Em assembleia realizada na sexta-feira (20), os cuidadores de creche do município de Brumado, decidiram deflagrar greve por tempo indeterminado. A paralisação das atividades está programada para começar na próxima quarta-feira (25). A decisão, coordenada pelo Sindicato dos Servidores Públicos Municipais de Brumado (Sindsemb), surge como resposta ao não cumprimento da Lei Federal nº 15.326/2026 por parte da gestão municipal.
A legislação em questão alterou a Lei de Diretrizes e Bases da Educação (LDB), estabelecendo que auxiliares, monitores e cuidadores de creche passem a integrar formalmente a carreira do magistério. Na prática, a mudança garante a esses trabalhadores o acesso ao piso salarial nacional, plano de carreira específico, aposentadoria especial e o reconhecimento jurídico da função pedagógica que desempenham no cotidiano das unidades de ensino infantil.
De acordo com o Sindsemb, a categoria optou pela greve como último recurso diante da resistência da prefeitura em implementar as garantias previstas na lei sancionada. O sindicato reforça que o movimento está amparado pela Lei nº 7.783/1989, que disciplina o direito de greve, e afirma que todas as medidas legais já foram tomadas para assegurar a legitimidade da paralisação. Embora a entidade destaque que permanece aberta ao diálogo com a administração pública, ressalta que o foco é o cumprimento imediato dos direitos assegurados pela legislação federal.
Em nota enviada ao site Achei Sudoeste, a Secretaria Municipal de Educação (Semed) esclarece que o diálogo com a categoria sempre esteve aberto. Segundo a pasta, “as discussões sobre a Lei 15.326/2026 vêm sendo tratadas com cautela e respeito, ressaltando que a referida lei não se aplica a auxiliares, monitores, cuidadores, atendentes, agentes de apoio ou cargos assemelhados”.
A Semed pontua que, no caso específico de Brumado, o concurso para o qual os cuidadores se habilitaram exigiu apenas o Ensino Médio, sem a exigência de formação para a docência. “Não existe mudança automática de cargo no serviço público apenas porque o servidor adquiriu nova formação.

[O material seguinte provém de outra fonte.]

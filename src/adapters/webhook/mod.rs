//! HTTP surface: GitHub webhook receiver plus operator control endpoints.

pub mod auth;
pub mod payloads;
pub mod server;

pub use auth::{AuthError, TimestampAuth};
pub use payloads::WebhookEvent;
pub use server::WebhookServer;
//! Instruction rule (`Flow`) domain model.
//!
//! A `Flow` binds one instruction name (e.g. `/accept`) to the conditions an
//! actor must satisfy and the mutation applied when they do. Flows are built
//! once at configuration load time and are read-only afterwards.

use serde::{Deserialize, Serialize};

use super::issue::IssueState;

/// Permission token accepted by the permission gate.
#[derive(Debug, Clone, Copy, PartialEq, Eq, Hash, Serialize, Deserialize)]
#[serde(rename_all = "kebab-case")]
pub enum Permission {
    /// Actor belongs to the maintainer team.
    Maintainer,
    /// Actor is already assigned to the issue.
    Assignees,
    /// Actor is a member of the organization.
    Member,
    /// Always passes.
    Anyone,
}

impl Permission {
    pub const fn as_str(&self) -> &'static str {
        match self {
            Self::Maintainer => "maintainer",
            Self::Assignees => "assignees",
            Self::Member => "member",
            Self::Anyone => "anyone",
        }
    }
}

/// Symbolic actor used in assignee deltas and assignee preconditions.
#[derive(Debug, Clone, Copy, PartialEq, Eq, Hash, Serialize, Deserialize)]
#[serde(rename_all = "kebab-case")]
pub enum ActorToken {
    /// The author of the triggering comment.
    Commenter,
    /// Everyone `@`-mentioned on the instruction line.
    Mentioned,
    /// Every current assignee. Only valid in remove lists.
    AllAssignees,
}

impl ActorToken {
    pub const fn as_str(&self) -> &'static str {
        match self {
            Self::Commenter => "commenter",
            Self::Mentioned => "mentioned",
            Self::AllAssignees => "all-assignees",
        }
    }
}

/// Preconditions checked by the permission and state gates.
#[derive(Debug, Clone, Default, PartialEq, Eq, Serialize)]
pub struct Conditions {
    /// Any one of these must hold. Empty means nobody may run the instruction.
    pub permissions: Vec<Permission>,
    /// Labels the issue must already carry.
    pub labels: Vec<String>,
    /// Actors that must already be assigned.
    pub assignees: Vec<ActorToken>,
    pub permission_feedback: Option<String>,
    pub label_feedback: Option<String>,
    pub assignee_feedback: Option<String>,
}

/// Upper bound on how many open issues carrying the added labels an actor may hold.
#[derive(Debug, Clone, PartialEq, Eq, Serialize)]
pub struct CapacityLimit {
    pub limit: u32,
    pub feedback: Option<String>,
}

/// Mutation applied once every gate has passed.
#[derive(Debug, Clone, PartialEq, Eq, Serialize)]
pub struct Action {
    pub add_labels: Vec<String>,
    /// `None` disables the capacity gate.
    pub capacity: Option<CapacityLimit>,
    pub remove_labels: Vec<String>,
    pub add_assignees: Vec<ActorToken>,
    pub remove_assignees: Vec<ActorToken>,
    pub state: IssueState,
    pub success_feedback: Option<String>,
}

impl Default for Action {
    fn default() -> Self {
        Self {
            add_labels: Vec::new(),
            capacity: None,
            remove_labels: Vec::new(),
            add_assignees: Vec::new(),
            remove_assignees: Vec::new(),
            state: IssueState::Open,
            success_feedback: None,
        }
    }
}

/// A fully resolved instruction rule.
#[derive(Debug, Clone, PartialEq, Eq, Serialize)]
pub struct Flow {
    /// Document name from `metadata.name`.
    pub name: String,
    /// Instruction literal, always starting with `/`.
    pub instruct: String,
    pub conditions: Conditions,
    pub action: Action,
}

/// One of the three sequential checks of instruction evaluation.
#[derive(Debug, Clone, Copy, PartialEq, Eq, Serialize)]
#[serde(rename_all = "snake_case")]
pub enum Gate {
    Permission,
    State,
    Capacity,
}

impl Gate {
    pub const fn as_str(&self) -> &'static str {
        match self {
            Self::Permission => "permission",
            Self::State => "state",
            Self::Capacity => "capacity",
        }
    }
}

/// Outcome of running the gates for one flow against one event.
#[derive(Debug, Clone, PartialEq, Eq)]
pub enum Verdict {
    Passed,
    /// A gate failed. This is an expected outcome, not an error.
    Rejected {
        gate: Gate,
        /// Rendered feedback to post, if the rule configures any.
        feedback: Option<String>,
    },
}

impl Verdict {
    pub const fn is_passed(&self) -> bool {
        matches!(self, Self::Passed)
    }
}
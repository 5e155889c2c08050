//! `issue-shepherd info`: print the loaded rule table.

use anyhow::Result;
use serde::Serialize;

use crate::cli::output::{join_or_dash, list_table, output, truncate, CommandOutput};
use crate::cli::types::GlobalArgs;
use crate::domain::models::{IncludeRule, RuleBook};

#[derive(Debug, Serialize)]
pub struct FlowRow {
    pub instruct: String,
    pub permissions: Vec<String>,
    pub requires_labels: Vec<String>,
    pub add_labels: Vec<String>,
    pub remove_labels: Vec<String>,
    pub limit: Option<u32>,
    pub state: String,
}

#[derive(Debug, Serialize)]
pub struct IncludeRow {
    pub path: String,
    pub title: Option<String>,
    pub labels: Vec<String>,
    pub suffixes: Vec<String>,
    pub excludes: Vec<String>,
}

#[derive(Debug, Serialize)]
pub struct JobRow {
    pub name: String,
    pub labels: Vec<String>,
    pub in_days: u32,
    pub add_labels: Vec<String>,
    pub remove_labels: Vec<String>,
}

#[derive(Debug, Serialize)]
pub struct InfoOutput {
    pub workspace: String,
    pub source: String,
    pub branch: String,
    pub maintainer_team: Option<String>,
    pub detection: bool,
    pub detection_at: String,
    pub pointer_issue: Option<u64>,
    pub flows: Vec<FlowRow>,
    pub includes: Vec<IncludeRow>,
    pub jobs: Vec<JobRow>,
}

/// Direct exclusions only; nested re-inclusions are left to the rule file.
fn exclude_paths(rule: &IncludeRule) -> Vec<String> {
    rule.excludes.iter().map(|e| e.path.clone()).collect()
}

impl From<&RuleBook> for InfoOutput {
    fn from(rules: &RuleBook) -> Self {
        let repository = &rules.repository;
        Self {
            workspace: repository.workspace.full_name(),
            source: repository.source.repo.full_name(),
            branch: repository.source.branch.clone(),
            maintainer_team: repository.maintainer_team.clone(),
            detection: repository.detection.enabled,
            detection_at: repository.detection.at.format("%H:%M").to_string(),
            pointer_issue: repository.detection.pointer_issue,
            flows: rules
                .flows
                .values()
                .map(|flow| FlowRow {
                    instruct: flow.instruct.clone(),
                    permissions: flow
                        .conditions
                        .permissions
                        .iter()
                        .map(|p| p.as_str().to_string())
                        .collect(),
                    requires_labels: flow.conditions.labels.clone(),
                    add_labels: flow.action.add_labels.clone(),
                    remove_labels: flow.action.remove_labels.clone(),
                    limit: flow.action.capacity.as_ref().map(|c| c.limit),
                    state: flow.action.state.as_str().to_string(),
                })
                .collect(),
            includes: rules
                .tracking
                .iter()
                .flat_map(|t| t.includes.rules.iter())
                .map(|rule| IncludeRow {
                    path: rule.path.clone(),
                    title: rule.title.clone(),
                    labels: rule.labels.clone(),
                    suffixes: rule.suffixes.clone(),
                    excludes: exclude_paths(rule),
                })
                .collect(),
            jobs: rules
                .jobs
                .iter()
                .map(|job| JobRow {
                    name: job.name.clone(),
                    labels: job.labels.clone(),
                    in_days: job.in_days,
                    add_labels: job.action.add_labels.clone(),
                    remove_labels: job.action.remove_labels.clone(),
                })
                .collect(),
        }
    }
}

impl CommandOutput for InfoOutput {
    fn to_human(&self) -> String {
        let mut sections = vec![format!(
            "Workspace: {}\nSource:    {} ({})\nMaintainers: {}\nDetection: {}",
            self.workspace,
            self.source,
            self.branch,
            self.maintainer_team.as_deref().unwrap_or("-"),
            if self.detection {
                format!(
                    "daily at {}, pointer #{}",
                    self.detection_at,
                    self.pointer_issue.unwrap_or_default()
                )
            } else {
                "disabled".to_string()
            }
        )];

        let mut flows = list_table(&["instruction", "permissions", "requires", "adds", "removes", "limit", "state"]);
        for flow in &self.flows {
            flows.add_row(vec![
                flow.instruct.clone(),
                join_or_dash(&flow.permissions),
                join_or_dash(&flow.requires_labels),
                join_or_dash(&flow.add_labels),
                join_or_dash(&flow.remove_labels),
                flow.limit.map_or_else(|| "-".to_string(), |l| l.to_string()),
                flow.state.clone(),
            ]);
        }
        sections.push(format!("\nInstructions ({}):\n{flows}", self.flows.len()));

        let mut includes = list_table(&["path", "title", "labels", "suffixes", "excludes"]);
        for include in &self.includes {
            includes.add_row(vec![
                include.path.clone(),
                include.title.as_deref().map_or_else(|| "-".to_string(), |t| truncate(t, 40)),
                join_or_dash(&include.labels),
                join_or_dash(&include.suffixes),
                join_or_dash(&include.excludes),
            ]);
        }
        sections.push(format!("\nIncludes ({}):\n{includes}", self.includes.len()));

        let mut jobs = list_table(&["job", "watches", "after days", "adds", "removes"]);
        for job in &self.jobs {
            jobs.add_row(vec![
                job.name.clone(),
                join_or_dash(&job.labels),
                job.in_days.to_string(),
                join_or_dash(&job.add_labels),
                join_or_dash(&job.remove_labels),
            ]);
        }
        sections.push(format!("\nJobs ({}):\n{jobs}", self.jobs.len()));

        sections.join("\n")
    }
}

pub fn execute(global: &GlobalArgs) -> Result<()> {
    let rules = super::load_rules(global)?;
    output(&InfoOutput::from(&rules), global.json);
    Ok(())
}
//! Adapters implementing the domain ports and the inbound HTTP surface.

pub mod github;
pub mod webhook;
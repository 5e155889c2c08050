//! [`IssueTracker`] backed by the GitHub issues API of the workspace repository.

use async_trait::async_trait;
use chrono::{DateTime, Utc};
use reqwest::Method;

use super::client::GitHubClient;
use super::models::{GitHubCommentRequest, GitHubIssue, GitHubIssueEvent, GitHubIssueRequest};
use crate::domain::errors::{DomainError, DomainResult};
use crate::domain::models::{IssueDraft, IssueEdit, IssueQuery, IssueSnapshot, RepoRef};
use crate::domain::ports::IssueTracker;

pub struct GitHubIssueTracker {
    client: GitHubClient,
    repo: RepoRef,
}

impl GitHubIssueTracker {
    pub fn new(client: GitHubClient, repo: RepoRef) -> Self {
        Self { client, repo }
    }

    fn issues_path(&self) -> String {
        format!("/repos/{}/{}/issues", self.repo.owner, self.repo.repository)
    }

    fn issue_path(&self, number: u64) -> String {
        format!("{}/{number}", self.issues_path())
    }
}

fn list_query(query: &IssueQuery) -> Vec<(&'static str, String)> {
    let mut params = vec![("state", query.state.as_str().to_string())];
    if !query.labels.is_empty() {
        params.push(("labels", query.labels.join(",")));
    }
    if let Some(assignee) = &query.assignee {
        params.push(("assignee", assignee.clone()));
    }
    params
}

#[async_trait]
impl IssueTracker for GitHubIssueTracker {
    async fn get_issue(&self, number: u64) -> DomainResult<IssueSnapshot> {
        let operation = format!("get issue #{number}");
        match self.client.get::<GitHubIssue>(&operation, &self.issue_path(number)).await {
            Ok(issue) => Ok(issue.into()),
            Err(e) if e.status() == Some(404) => Err(DomainError::IssueNotFound(number)),
            Err(e) => Err(e),
        }
    }

    async fn list_issues(&self, query: &IssueQuery) -> DomainResult<Vec<IssueSnapshot>> {
        let issues: Vec<GitHubIssue> = self
            .client
            .paginate("list issues", &self.issues_path(), &list_query(query))
            .await?;
        Ok(issues
            .into_iter()
            .filter(|issue| !issue.is_pull_request())
            .map(IssueSnapshot::from)
            .collect())
    }

    async fn create_issue(&self, draft: &IssueDraft) -> DomainResult<IssueSnapshot> {
        let body = GitHubIssueRequest::from(draft);
        let created: GitHubIssue = self
            .client
            .send_json("create issue", Method::POST, &self.issues_path(), &body)
            .await?;
        tracing::debug!(issue = created.number, title = %created.title, "issue created");
        Ok(created.into())
    }

    async fn edit_issue(&self, number: u64, edit: &IssueEdit) -> DomainResult<IssueSnapshot> {
        let operation = format!("edit issue #{number}");
        let body = GitHubIssueRequest::from(edit);
        let edited: GitHubIssue = self
            .client
            .send_json(&operation, Method::PATCH, &self.issue_path(number), &body)
            .await?;
        Ok(edited.into())
    }

    async fn post_comment(&self, number: u64, body: &str) -> DomainResult<()> {
        let operation = format!("comment on issue #{number}");
        let path = format!("{}/comments", self.issue_path(number));
        let request = GitHubCommentRequest {
            body: body.to_string(),
        };
        self.client
            .send_discard(&operation, Method::POST, &path, &request)
            .await
    }

    async fn label_applied_at(
        &self,
        number: u64,
        label: &str,
    ) -> DomainResult<Option<DateTime<Utc>>> {
        let operation = format!("list events of issue #{number}");
        let path = format!("{}/events", self.issue_path(number));
        let events: Vec<GitHubIssueEvent> = self.client.paginate(&operation, &path, &[]).await?;
        Ok(events
            .into_iter()
            .filter(|e| e.event == "labeled")
            .filter(|e| e.label.as_ref().is_some_and(|l| l.name == label))
            .map(|e| e.created_at)
            .max())
    }
}

#[cfg(test)]
mod tests {
    use super::*;
    use crate::domain::models::IssueState;

    #[test]
    fn test_list_query_joins_labels() {
        let query = IssueQuery {
            labels: vec!["kind/page".into(), "status/pending".into()],
            assignee: Some("alice".into()),
            state: IssueState::Open,
        };
        assert_eq!(
            list_query(&query),
            vec![
                ("state", "open".to_string()),
                ("labels", "kind/page,status/pending".to_string()),
                ("assignee", "alice".to_string()),
            ]
        );
    }

    #[test]
    fn test_list_query_without_filters() {
        let query = IssueQuery::default();
        assert_eq!(list_query(&query), vec![("state", "open".to_string())]);
    }
}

A mudança de cargo efetivo somente pode ocorrer por meio de novo concurso público, conforme reafirmado pela Súmula Vinculante 43 do Supremo Tribunal Federal”, afirma a Secretaria.
Por fim, a gestão municipal reforça que mantém a disposição para o diálogo, mas expressa preocupação com a interrupção das atividades. “É imprescindível que o direito das crianças ao acesso à creche seja sempre resguardado como prioridade, pois a greve impacta diretamente a rotina e o bem-estar de cada uma delas”, conclui a nota.